»»

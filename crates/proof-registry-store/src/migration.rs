//! Database schema migrations for SQLite.
//!
//! We use a simple versioned migration system. Each migration is a SQL string
//! that transforms the schema from version N to N+1.

use rusqlite::Connection;

use crate::error::{Result, StoreError};

/// Current schema version.
pub const CURRENT_VERSION: u32 = 1;

/// Initialize or migrate the database schema.
///
/// This function is idempotent - it can be called multiple times safely.
pub fn migrate(conn: &mut Connection) -> Result<()> {
    conn.execute(
        "CREATE TABLE IF NOT EXISTS schema_migrations (
            version INTEGER PRIMARY KEY,
            applied_at INTEGER NOT NULL
        )",
        [],
    )?;

    let current: u32 = conn.query_row(
        "SELECT COALESCE(MAX(version), 0) FROM schema_migrations",
        [],
        |row| row.get(0),
    )?;

    if current > CURRENT_VERSION {
        return Err(StoreError::Migration(format!(
            "database schema version {} is newer than supported version {}",
            current, CURRENT_VERSION
        )));
    }

    if current < CURRENT_VERSION {
        let tx = conn.transaction()?;

        for version in (current + 1)..=CURRENT_VERSION {
            apply_migration(&tx, version)?;

            tx.execute(
                "INSERT INTO schema_migrations (version, applied_at) VALUES (?1, strftime('%s', 'now') * 1000)",
                rusqlite::params![version],
            )?;
            tracing::debug!(version, "applied schema migration");
        }

        tx.commit()?;
    }

    Ok(())
}

/// Apply a specific migration version.
fn apply_migration(conn: &Connection, version: u32) -> Result<()> {
    match version {
        1 => apply_v1(conn),
        _ => Err(StoreError::Migration(format!(
            "unknown migration version: {}",
            version
        ))),
    }
}

/// Migration v1: Initial schema.
fn apply_v1(conn: &Connection) -> Result<()> {
    conn.execute_batch(
        r#"
        -- Single-row registry settings
        CREATE TABLE registry_meta (
            key TEXT PRIMARY KEY,
            value BLOB NOT NULL
        );

        -- Proofs: append-only, only is_active ever changes
        CREATE TABLE proofs (
            id INTEGER PRIMARY KEY,           -- dense, first proof is 0
            submitter BLOB NOT NULL,          -- 32 bytes, Ed25519 public key
            data_hash BLOB NOT NULL UNIQUE,   -- 32 bytes
            subject TEXT NOT NULL,
            context TEXT NOT NULL,
            created_at INTEGER NOT NULL,      -- Unix ms, from the caller context
            is_active INTEGER NOT NULL DEFAULT 1
        );

        -- Append-only event log
        CREATE TABLE events (
            seq INTEGER PRIMARY KEY,          -- first event is 1
            kind INTEGER NOT NULL,            -- EventKind as u16
            proof_id INTEGER,                 -- null for admin transfers
            actor BLOB NOT NULL,
            timestamp INTEGER NOT NULL,
            body BLOB NOT NULL,               -- canonical CBOR
            digest BLOB NOT NULL              -- Blake3 of body
        );

        CREATE INDEX idx_proofs_submitter ON proofs(submitter, id);
        CREATE INDEX idx_events_proof ON events(proof_id);
        "#,
    )?;

    Ok(())
}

««

WHAT IS EXPECTED — Retype each of the preceding records exactly as printed.

SOLUTION TO THIS TASK —
filename crates/proof-registry-store/src/migration.rs
//! Database schema migrations for SQLite.
//!
//! We use a simple versioned migration system. Each migration is a SQL string
//! that transforms the schema from version N to N+1.

use rusqlite::Connection;

use crate::error::{Result, StoreError};

/// Current schema version.
pub const CURRENT_VERSION: u32 = 1;

/// Initialize or migrate the database schema.
///
/// This function is idempotent - it can be called multiple times safely.
pub fn migrate(conn: &mut Connection) -> Result<()> {
    conn.execute(
        "CREATE TABLE IF NOT EXISTS schema_migrations (
            version INTEGER PRIMARY KEY,
            applied_at INTEGER NOT NULL
        )",
        [],
    )?;

    let current: u32 = conn.query_row(
        "SELECT COALESCE(MAX(version), 0) FROM schema_migrations",
        [],
        |row| row.get(0),
    )?;

    if current > CURRENT_VERSION {
        return Err(StoreError::Migration(format!(
            "database schema version {} is newer than supported version {}",
            current, CURRENT_VERSION
        )));
    }

    if current < CURRENT_VERSION {
        let tx = conn.transaction()?;

        for version in (current + 1)..=CURRENT_VERSION {
            apply_migration(&tx, version)?;

            tx.execute(
                "INSERT INTO schema_migrations (version, applied_at) VALUES (?1, strftime('%s', 'now') * 1000)",
                rusqlite::params![version],
            )?;
            tracing::debug!(version, "applied schema migration");
        }

        tx.commit()?;
    }

    Ok(())
}

/// Apply a specific migration version.
fn apply_migration(conn: &Connection, version: u32) -> Result<()> {
    match version {
        1 => apply_v1(conn),
        _ => Err(StoreError::Migration(format!(
            "unknown migration version: {}",
            version
        ))),
    }
}

/// Migration v1: Initial schema.
fn apply_v1(conn: &Connection) -> Result<()> {
    conn.execute_batch(
        r#"
        -- Single-row registry settings
        CREATE TABLE registry_meta (
            key TEXT PRIMARY KEY,
            value BLOB NOT NULL
        );

        -- Proofs: append-only, only is_active ever changes
        CREATE TABLE proofs (
            id INTEGER PRIMARY KEY,           -- dense, first proof is 0
            submitter BLOB NOT NULL,          -- 32 bytes, Ed25519 public key
            data_hash BLOB NOT NULL UNIQUE,   -- 32 bytes
            subject TEXT NOT NULL,
            context TEXT NOT NULL,
            created_at INTEGER NOT NULL,      -- Unix ms, from the caller context
            is_active INTEGER NOT NULL DEFAULT 1
        );

        -- Append-only event log
        CREATE TABLE events (
            seq INTEGER PRIMARY KEY,          -- first event is 1
            kind INTEGER NOT NULL,            -- EventKind as u16
            proof_id INTEGER,                 -- null for admin transfers
            actor BLOB NOT NULL,
            timestamp INTEGER NOT NULL,
            body BLOB NOT NULL,               -- canonical CBOR
            digest BLOB NOT NULL              -- Blake3 of body
        );

        CREATE INDEX idx_proofs_submitter ON proofs(submitter, id);
        CREATE INDEX idx_events_proof ON events(proof_id);
        "#,
    )?;

    Ok(())
}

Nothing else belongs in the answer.